CPAP Therapy for 6 Months in OSA May Reverse Metabolic Syndrome

man sleeping with CPAP machine
Continuous positive airway pressure therapy for 6 months offers patients with obstructive sleep apnea a greater chance of reversing metabolic syndrome.

This article is part of MPR’s coverage of the American Thoracic Society Virtual 2020 meeting.


Continuous positive airway pressure (CPAP) therapy for 6 months offers patients with obstructive sleep apnea (OSA) a greater chance of reversing metabolic syndrome compared with patients with OSA not treated with CPAP, according to findings presented virtually at the American Thoracic Society (ATS) 2020 Virtual meeting, held from August 5 to 10, 2020.

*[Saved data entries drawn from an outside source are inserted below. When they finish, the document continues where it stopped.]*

//! TCP Proxy Listener
//!
//! Host adapter that turns every accepted TCP connection into a proxied
//! stream flow for the [`ProxyProvider`].
//!
//! ```text
//! client ──TCP──▶ TcpProxyListener (127.0.0.1:8899) ──TcpFlow──▶ ProxyProvider
//! ```
//!
//! Packet enforcement belongs to the platform; the listener only observes
//! what clients send.

use crate::error::ProviderError;
use crate::proxy::{ProxyFlow, ProxyProvider, ReadEvent, Transport};
use std::io;
use std::net::SocketAddr;
use std::sync::Arc;
use tokio::io::AsyncReadExt;
use tokio::net::{TcpListener, TcpStream};
use tracing::{debug, info, warn};

/// Listener configuration
#[derive(Debug, Clone)]
pub struct ListenerConfig {
    /// Listen address (usually 127.0.0.1)
    pub listen_addr: SocketAddr,
    /// Read buffer size per flow
    pub read_buffer: usize,
}

impl Default for ListenerConfig {
    fn default() -> Self {
        Self {
            listen_addr: SocketAddr::from(([127, 0, 0, 1], 8899)),
            read_buffer: 16 * 1024,
        }
    }
}

/// An accepted TCP connection read as a proxied flow
pub struct TcpFlow {
    stream: TcpStream,
    peer: SocketAddr,
    buf: Vec<u8>,
}

impl TcpFlow {
    pub fn new(stream: TcpStream, peer: SocketAddr, read_buffer: usize) -> Self {
        Self {
            stream,
            peer,
            buf: vec![0u8; read_buffer.max(1)],
        }
    }
}

impl ProxyFlow for TcpFlow {
    fn transport(&self) -> Transport {
        Transport::Stream
    }

    fn describe(&self) -> String {
        format!("tcp://{}", self.peer)
    }

    async fn open(&mut self) -> io::Result<()> {
        self.stream.set_nodelay(true)
    }

    async fn read(&mut self) -> io::Result<ReadEvent> {
        match self.stream.read(&mut self.buf).await? {
            0 => Ok(ReadEvent::Closed),
            n => Ok(ReadEvent::Chunk(self.buf[..n].to_vec())),
        }
    }
}

/// TCP front end of the proxy provider
pub struct TcpProxyListener {
    config: ListenerConfig,
    provider: Arc<ProxyProvider>,
    listener: Option<TcpListener>,
}

impl TcpProxyListener {
    pub fn new(config: ListenerConfig, provider: Arc<ProxyProvider>) -> Self {
        Self {
            config,
            provider,
            listener: None,
        }
    }

    /// Bind the listen address. Returns the bound address.
    pub async fn bind(&mut self) -> Result<SocketAddr, ProviderError> {
        info!("Starting proxy listener on {}", self.config.listen_addr);

        let listener = TcpListener::bind(self.config.listen_addr)
            .await
            .map_err(|e| ProviderError::Bind(e.to_string()))?;
        let addr = listener.local_addr()?;
        self.listener = Some(listener);

        info!("Proxy listener bound to {}", addr);
        Ok(addr)
    }

    /// Accept connections until the provider stops. Returns at once when
    /// the provider isn't running.
    pub async fn run(&self) -> Result<(), ProviderError> {
        let listener = match &self.listener {
            Some(l) => l,
            None => return Err(ProviderError::NotBound),
        };
        let mut signal = self.provider.run_signal();

        loop {
            if signal.is_cancelled() {
                break;
            }

            tokio::select! {
                accepted = listener.accept() => match accepted {
                    Ok((stream, peer)) => {
                        debug!("Proxy connection from {}", peer);
                        let flow = TcpFlow::new(stream, peer, self.config.read_buffer);
                        if let Err(e) = self.provider.handle_new_flow(flow).await {
                            warn!("Dropping connection from {}: {}", peer, e);
                        }
                    }
                    Err(e) => warn!("Accept error: {}", e),
                },
                _ = signal.cancelled() => break,
            }
        }

        info!("Proxy listener stopped");
        Ok(())
    }
}
//! Control-Path Provider
//!
//! Rule-aware decision point for flows the data path escalated. The only
//! place a filter flow is persisted.
//!
//! Flow:
//! 1. No source application and nothing to classify → `AllowNoUpdate`
//! 2. Classifier says loggable → notify the user, append to the store
//! 3. Append committed → `AllowUpdateRules`, otherwise `AllowNoUpdate`
//!
//! Verdicts are always permissive; a failed append only downgrades the
//! verdict and raises an error notification.

use crate::error::ProviderError;
use crate::lifecycle::{Lifecycle, ProviderState};
use crate::notify::{UserNotification, UserNotifier};
use chrono::Utc;
use netrack_filter::{FilterFlow, FlowClassifier, Verdict};
use netrack_store::RequestStore;
use serde::Serialize;
use std::sync::atomic::{AtomicU64, Ordering};
use std::sync::Arc;
use tracing::{debug, error, trace};

/// Verdict returned to the platform for a flow needing rules
#[derive(Debug, Clone, Copy, PartialEq, Eq, Serialize)]
#[serde(rename_all = "snake_case")]
pub enum ControlVerdict {
    /// Allow; the rule set changed
    AllowUpdateRules,
    /// Allow; nothing changed
    AllowNoUpdate,
}

/// Control-path statistics
#[derive(Debug, Default)]
struct ControlStats {
    decided: AtomicU64,
    logged: AtomicU64,
    failed: AtomicU64,
}

/// Control-path decision point
pub struct ControlPathProvider {
    lifecycle: Lifecycle,
    classifier: FlowClassifier,
    store: RequestStore,
    notifier: Arc<dyn UserNotifier>,
    stats: ControlStats,
}

impl ControlPathProvider {
    pub fn new(
        classifier: FlowClassifier,
        store: RequestStore,
        notifier: Arc<dyn UserNotifier>,
    ) -> Self {
        Self {
            lifecycle: Lifecycle::new("control"),
            classifier,
            store,
            notifier,
            stats: ControlStats::default(),
        }
    }

    pub fn state(&self) -> ProviderState {
        self.lifecycle.state()
    }

    /// Start deciding flows once the store is reachable.
    pub fn start<C>(&self, completion: C)
    where
        C: FnOnce(Result<(), ProviderError>),
    {
        let store = &self.store;
        self.lifecycle.start(
            || {
                store.count()?;
                Ok(())
            },
            completion,
        );
    }

    pub fn stop<C: FnOnce()>(&self, completion: C) {
        self.lifecycle.stop(|| {}, completion);
    }

    /// Decide a flow. Blocks until a matching record is committed.
    pub fn decide(&self, flow: &FilterFlow) -> ControlVerdict {
        if !self.lifecycle.is_running() {
            trace!("Control provider not running, allowing flow");
            return ControlVerdict::AllowNoUpdate;
        }
        self.stats.decided.fetch_add(1, Ordering::Relaxed);

        let descriptor = flow.descriptor();
        if descriptor.source_app.is_none() && descriptor.is_unaddressed() {
            return ControlVerdict::AllowNoUpdate;
        }

        let (text, link) = match self.classifier.classify(&descriptor) {
            Verdict::Loggable { text, link } => (text, link),
            Verdict::NotLoggable => return ControlVerdict::AllowNoUpdate,
        };

        if let Some(app) = &descriptor.source_app {
            self.notifier.notify(UserNotification::Request {
                app: app.clone(),
                host: descriptor.host.clone().unwrap_or_else(|| link.clone()),
            });
        }

        match self.store.append(text, Utc::now(), link) {
            Ok(id) => {
                debug!("Logged control-path flow as {}", id);
                self.stats.logged.fetch_add(1, Ordering::Relaxed);
                ControlVerdict::AllowUpdateRules
            }
            Err(e) => {
                error!("Failed to log control-path flow: {}", e);
                self.stats.failed.fetch_add(1, Ordering::Relaxed);
                self.notifier.notify(UserNotification::Error {
                    message: e.to_string(),
                });
                ControlVerdict::AllowNoUpdate
            }
        }
    }

    /// (decided, logged, failed)
    pub fn stats(&self) -> (u64, u64, u64) {
        (
            self.stats.decided.load(Ordering::Relaxed),
            self.stats.logged.load(Ordering::Relaxed),
            self.stats.failed.load(Ordering::Relaxed),
        )
    }
}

Researchers conducted a placebo-controlled trial (TREATOSA-MS; ClinicalTrials.gov Identifier: NCT02295202) that included patients with a confirmed diagnosis of metabolic syndrome and moderate to severe OSA (age, 48±9 years; body mass index [BMI], 33±4 kg/m2; apnea hypopnea index, 59±29 events/h). None of the patients included in the sample were smokers or used medications. Patients were randomly assigned to undergo either therapeutic CPAP (n=50) or nasal strips (ie, placebo; n=50) for a 6-month period.

Measurements of anthropometric variables, blood pressure, fasting blood glucose levels, lipid profile, body composition by bioimpedance, physical activity, food intake, and visceral fat were obtained before and after each intervention. The rate of metabolic syndrome reversibility was the primary end point.

The mean adherence to therapeutic CPAP was 5.7±1.5 hours per night. Patients in the CPAP group experienced significant improvements in OSA severity, hypoxemic parameters, and daytime somnolence during the 6-month period. Treatment with CPAP for 6 months was associated with a significantly greater rate of metabolic syndrome reversibility compared with nasal strips (18% vs 4%, respectively; odds ratio, 5.27; 95% CI, 1.27-35.86; P =.04).

From baseline to 6 months, the mean number of metabolic syndrome components were 3.7±0.6 vs 3.8±0.8 in the placebo and 3.7±0.6 vs 3.2±0.9 in CPAP groups, respectively (mean difference, 0.02±0.80 and -0.42±0.95, respectively; P =.01). According to the investigators, this difference was likely a result of improvements in blood pressure.

Treatment with CPAP for 6 months was associated with significant reductions in systolic blood pressure (-7±12 mm Hg vs -2±11 mm Hg; P =.03) and diastolic blood pressure (-5±8 mm Hg vs -1±8 mm Hg; P =.01) vs placebo. In both groups, there were no significant changes in BMI, food intake, physical activity, body composition, or visceral fat.

Related Articles

The researchers concluded that CPAP therapy was able to promote a 5-fold increased chance of reversing metabolic syndrome in patients with OSA and metabolic syndrome, and that the effect could not be explained by changes in weight, adiposity, physical activity, or food intake.

Visit MPR‘s conference section for continuous coverage from ATS Virtual 2020.


Reference

Giampá SQ, Freitas LS, Furlan SF, et al. Effects of CPAP on metabolic syndrome in patients with obstructive sleep apnea: the TREATOSA-MS randomized controlled trial. Presented at: American Thoracic Society 2020 Virtual; August 5-10, 2020. Abstract #822.